Sampled locations from Cabrera MPA had different granulometry in terms of the predominant particle size fractions (Table 2; Fig. 2). The hierarchical cluster analysis showed two differentiated groups (Fig. 2). The three locations located south of Cabrera MPA, Estells, Codolar dels Estells, and s’Avarador des Far, are grouped in the same main group but show slight differences in terms of granulometry. Sediments from these three locations have a predominance for the highest particle size fractions, with 62% of the sediment in Codolar dels Estells comprised of granules (> 2 mm), while 87% of the sediment in Estells is formed by granules and coarse sand (> 2 to 0.5 mm), and 83% of the sediment of s’Avarador des Far is classified from very coarse sand to medium sand (2 to 0.25 mm).

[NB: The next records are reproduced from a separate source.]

//! HTTP-level integration tests for host establishments, search and contact
//! requests.

mod common;

use axum::http::StatusCode;
use common::{
    access_token, body_json, create_back_office, create_user, delete_auth, establishment_form,
    establishment_token, get, get_auth, post_json, put_json, put_json_auth, CLOSED_SIRET,
    OPEN_SIRET,
};
use serde_json::{json, Value};
use sqlx::PgPool;

async fn register(pool: &PgPool, contact_mode: &str) {
    let app = common::build_test_app(pool.clone());
    let response = post_json(app, "/api/v1/establishments", establishment_form(contact_mode)).await;
    assert_eq!(response.status(), StatusCode::CREATED);
}

fn contact_request(email: &str) -> Value {
    json!({
        "siret": OPEN_SIRET,
        "appellation_code": "11573",
        "contact_mode": "EMAIL",
        "potential_beneficiary_first_name": "Jeanne",
        "potential_beneficiary_last_name": "Dupont",
        "potential_beneficiary_email": email,
        "message": "Bonjour, je souhaiterais découvrir le métier de boulanger."
    })
}

async fn search_hits(pool: &PgPool) -> usize {
    let app = common::build_test_app(pool.clone());
    let response = get(app, "/api/v1/search?appellation_code=11573").await;
    assert_eq!(response.status(), StatusCode::OK);
    body_json(response).await["data"].as_array().unwrap().len()
}

#[sqlx::test(migrations = "../../db/migrations")]
async fn register_establishment_with_offers(pool: PgPool) {
    let app = common::build_test_app(pool.clone());
    let response = post_json(app, "/api/v1/establishments", establishment_form("EMAIL")).await;

    assert_eq!(response.status(), StatusCode::CREATED);
    let json = body_json(response).await;
    assert_eq!(json["data"]["siret"], OPEN_SIRET);
    assert_eq!(json["data"]["department_code"], "75");
    assert_eq!(json["data"]["business_contact"]["phone"], "0102030405");
    assert_eq!(json["data"]["is_searchable"], true);
    assert_eq!(json["data"]["offers"].as_array().unwrap().len(), 1);

    let topic: String = sqlx::query_scalar("SELECT topic FROM outbox")
        .fetch_one(&pool)
        .await
        .unwrap();
    assert_eq!(topic, "FormEstablishmentAdded");

    let app = common::build_test_app(pool);
    let response = post_json(app, "/api/v1/establishments", establishment_form("EMAIL")).await;
    assert_eq!(response.status(), StatusCode::CONFLICT);
}

#[sqlx::test(migrations = "../../db/migrations")]
async fn registry_rejects_closed_and_unknown_sirets(pool: PgPool) {
    for siret in [CLOSED_SIRET, "11111111111111"] {
        let mut form = establishment_form("EMAIL");
        form["siret"] = json!(siret);
        let app = common::build_test_app(pool.clone());
        let response = post_json(app, "/api/v1/establishments", form).await;
        assert_eq!(response.status(), StatusCode::BAD_REQUEST, "siret {siret}");
    }
}

#[sqlx::test(migrations = "../../db/migrations")]
async fn edit_link_grants_access_to_its_siret_only(pool: PgPool) {
    register(&pool, "EMAIL").await;
    let uri = format!("/api/v1/establishments/{OPEN_SIRET}");

    let app = common::build_test_app(pool.clone());
    let response = get(app, &uri).await;
    assert_eq!(response.status(), StatusCode::UNAUTHORIZED);

    let app = common::build_test_app(pool.clone());
    let response = get_auth(app, &uri, &establishment_token(OPEN_SIRET)).await;
    assert_eq!(response.status(), StatusCode::OK);

    let app = common::build_test_app(pool.clone());
    let response = get_auth(app, &uri, &establishment_token(CLOSED_SIRET)).await;
    assert_eq!(response.status(), StatusCode::FORBIDDEN);

    let app = common::build_test_app(pool);
    let response = post_json(app, &format!("{uri}/edit-link"), json!({})).await;
    assert_eq!(response.status(), StatusCode::ACCEPTED);
}

#[sqlx::test(migrations = "../../db/migrations")]
async fn update_replaces_offers(pool: PgPool) {
    register(&pool, "EMAIL").await;
    let uri = format!("/api/v1/establishments/{OPEN_SIRET}");
    let token = establishment_token(OPEN_SIRET);

    let mut form = establishment_form("PHONE");
    form["offers"] = json!([{
        "appellation_code": "12694",
        "appellation_label": "Pâtissier / Pâtissière",
        "rome_code": "D1104"
    }]);

    let app = common::build_test_app(pool.clone());
    let response = put_json_auth(app, &uri, form.clone(), &token).await;
    assert_eq!(response.status(), StatusCode::OK);
    let json = body_json(response).await;
    assert_eq!(json["data"]["business_contact"]["contact_mode"], "PHONE");
    assert_eq!(json["data"]["offers"][0]["appellation_code"], "12694");
    assert_eq!(search_hits(&pool).await, 0);

    form["siret"] = json!(CLOSED_SIRET);
    let app = common::build_test_app(pool.clone());
    let response = put_json_auth(app, &uri, form.clone(), &token).await;
    assert_eq!(response.status(), StatusCode::BAD_REQUEST);

    let app = common::build_test_app(pool);
    let response = put_json(app, &uri, form).await;
    assert_eq!(response.status(), StatusCode::UNAUTHORIZED);
}

#[sqlx::test(migrations = "../../db/migrations")]
async fn only_back_office_deletes(pool: PgPool) {
    register(&pool, "EMAIL").await;
    let uri = format!("/api/v1/establishments/{OPEN_SIRET}");

    let app = common::build_test_app(pool.clone());
    let response = delete_auth(app, &uri, &establishment_token(OPEN_SIRET)).await;
    assert_eq!(response.status(), StatusCode::UNAUTHORIZED);

    let user = access_token(&create_user(&pool, "camille@mail.fr", false).await);
    let app = common::build_test_app(pool.clone());
    let response = delete_auth(app, &uri, &user).await;
    assert_eq!(response.status(), StatusCode::FORBIDDEN);

    let admin = access_token(&create_back_office(&pool).await);
    let app = common::build_test_app(pool.clone());
    let response = delete_auth(app, &uri, &admin).await;
    assert_eq!(response.status(), StatusCode::NO_CONTENT);

    let app = common::build_test_app(pool);
    let response = delete_auth(app, &uri, &admin).await;
    assert_eq!(response.status(), StatusCode::NOT_FOUND);
}

#[sqlx::test(migrations = "../../db/migrations")]
async fn search_requires_a_job_criterion(pool: PgPool) {
    register(&pool, "EMAIL").await;

    let app = common::build_test_app(pool.clone());
    let response = get(app, "/api/v1/search").await;
    assert_eq!(response.status(), StatusCode::BAD_REQUEST);

    let app = common::build_test_app(pool.clone());
    let response = get(app, "/api/v1/search?rome=D1102&department=75").await;
    assert_eq!(response.status(), StatusCode::OK);
    let json = body_json(response).await;
    assert_eq!(json["data"][0]["siret"], OPEN_SIRET);
    assert!(json["data"][0].get("business_contact").is_none());

    let app = common::build_test_app(pool);
    let response = get(app, "/api/v1/search?rome=D1102&department=69").await;
    assert_eq!(body_json(response).await["data"], json!([]));
}

#[sqlx::test(migrations = "../../db/migrations")]
async fn contact_request_is_recorded_once_per_week(pool: PgPool) {
    register(&pool, "EMAIL").await;

    let app = common::build_test_app(pool.clone());
    let response = post_json(app, "/api/v1/contact-establishment", contact_request("Jeanne@Mail.fr")).await;
    assert_eq!(response.status(), StatusCode::CREATED);
    let json = body_json(response).await;
    assert_eq!(json["data"]["status"], "PENDING");
    assert_eq!(json["data"]["potential_beneficiary_email"], "jeanne@mail.fr");

    let app = common::build_test_app(pool.clone());
    let response = post_json(app, "/api/v1/contact-establishment", contact_request("jeanne@mail.fr")).await;
    assert_eq!(response.status(), StatusCode::CONFLICT);

    let app = common::build_test_app(pool.clone());
    let response = get_auth(
        app,
        &format!("/api/v1/establishments/{OPEN_SIRET}/discussions"),
        &establishment_token(OPEN_SIRET),
    )
    .await;
    assert_eq!(body_json(response).await["data"].as_array().unwrap().len(), 1);

    let topics: Vec<String> = sqlx::query_scalar("SELECT topic FROM outbox ORDER BY id")
        .fetch_all(&pool)
        .await
        .unwrap();
    assert_eq!(topics, vec!["FormEstablishmentAdded", "ContactRequestedByBeneficiary"]);
}

#[sqlx::test(migrations = "../../db/migrations")]
async fn weekly_cap_hides_establishment_from_search(pool: PgPool) {
    register(&pool, "EMAIL").await;
    assert_eq!(search_hits(&pool).await, 1);

    for email in ["jeanne@mail.fr", "marc@mail.fr"] {
        let app = common::build_test_app(pool.clone());
        let response = post_json(app, "/api/v1/contact-establishment", contact_request(email)).await;
        assert_eq!(response.status(), StatusCode::CREATED);
    }
    assert_eq!(search_hits(&pool).await, 0);

    let app = common::build_test_app(pool);
    let response = post_json(app, "/api/v1/contact-establishment", contact_request("lea@mail.fr")).await;
    assert_eq!(response.status(), StatusCode::CONFLICT);
}

#[sqlx::test(migrations = "../../db/migrations")]
async fn weekly_cap_lifts_once_contacts_age_out(pool: PgPool) {
    register(&pool, "EMAIL").await;
    for email in ["jeanne@mail.fr", "marc@mail.fr"] {
        let app = common::build_test_app(pool.clone());
        let response = post_json(app, "/api/v1/contact-establishment", contact_request(email)).await;
        assert_eq!(response.status(), StatusCode::CREATED);
    }
    assert_eq!(search_hits(&pool).await, 0);

    sqlx::query("UPDATE discussions SET created_at = created_at - INTERVAL '8 days'")
        .execute(&pool)
        .await
        .unwrap();

    assert_eq!(search_hits(&pool).await, 1);
    let app = common::build_test_app(pool);
    let response = post_json(app, "/api/v1/contact-establishment", contact_request("lea@mail.fr")).await;
    assert_eq!(response.status(), StatusCode::CREATED);
}

#[sqlx::test(migrations = "../../db/migrations")]
async fn concurrent_contacts_respect_weekly_cap(pool: PgPool) {
    register(&pool, "EMAIL").await;

    let mut requests = tokio::task::JoinSet::new();
    for i in 0..6 {
        let app = common::build_test_app(pool.clone());
        let body = contact_request(&format!("candidate{i}@mail.fr"));
        requests.spawn(async move {
            post_json(app, "/api/v1/contact-establishment", body).await.status()
        });
    }
    let mut created = 0;
    while let Some(status) = requests.join_next().await {
        let status = status.unwrap();
        if status == StatusCode::CREATED {
            created += 1;
        } else {
            assert_eq!(status, StatusCode::CONFLICT);
        }
    }
    assert_eq!(created, 2);

    let stored: i64 = sqlx::query_scalar("SELECT COUNT(*) FROM discussions")
        .fetch_one(&pool)
        .await
        .unwrap();
    assert_eq!(stored, 2);
}

#[sqlx::test(migrations = "../../db/migrations")]
async fn contact_request_must_match_establishment(pool: PgPool) {
    register(&pool, "PHONE").await;

    let app = common::build_test_app(pool.clone());
    let response = post_json(app, "/api/v1/contact-establishment", contact_request("jeanne@mail.fr")).await;
    assert_eq!(response.status(), StatusCode::BAD_REQUEST);

    let mut request = contact_request("jeanne@mail.fr");
    request["contact_mode"] = json!("PHONE");
    request["appellation_code"] = json!("12694");
    let app = common::build_test_app(pool.clone());
    let response = post_json(app, "/api/v1/contact-establishment", request).await;
    assert_eq!(response.status(), StatusCode::NOT_FOUND);

    let mut request = contact_request("jeanne@mail.fr");
    request["siret"] = json!("11111111111111");
    let app = common::build_test_app(pool);
    let response = post_json(app, "/api/v1/contact-establishment", request).await;
    assert_eq!(response.status(), StatusCode::NOT_FOUND);
}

Es Caló des Forn and es Caló de ses Güies, both located in the area of Es Port, had a predominance of the highest particle size fractions (> 2 to 0.25 mm; 92% and 83% of the sediment, respectively) and were grouped jointly in the southern locations (Fig. 2). Similarly, l’Olla and Cala Santa Maria, located in different areas, were comprised of very coarse sand to medium sand (2 to 0.25 mm) (75% and 82%). Sa Platgeta, Cala en Ganduf, sa Platgeta des Pagés, and s’Espalmador did not have a clear predominance of a specific particle size fraction, and had sediments from coarse sand (1 to 0.5 mm) to very fine sand (0.125 to 0.063 mm) in percentages of 62%, 69%, 73%, and 74%, respectively. The lower fractions were predominant in Caló des Macs with the 64% of the sediments characterized as medium particle size sand fraction (0.5 to 0.25 mm) and in l’Olló with the 66% of the sediment composed by fine and very fine sand (0.25 to 0.063 mm) (Fig. 2).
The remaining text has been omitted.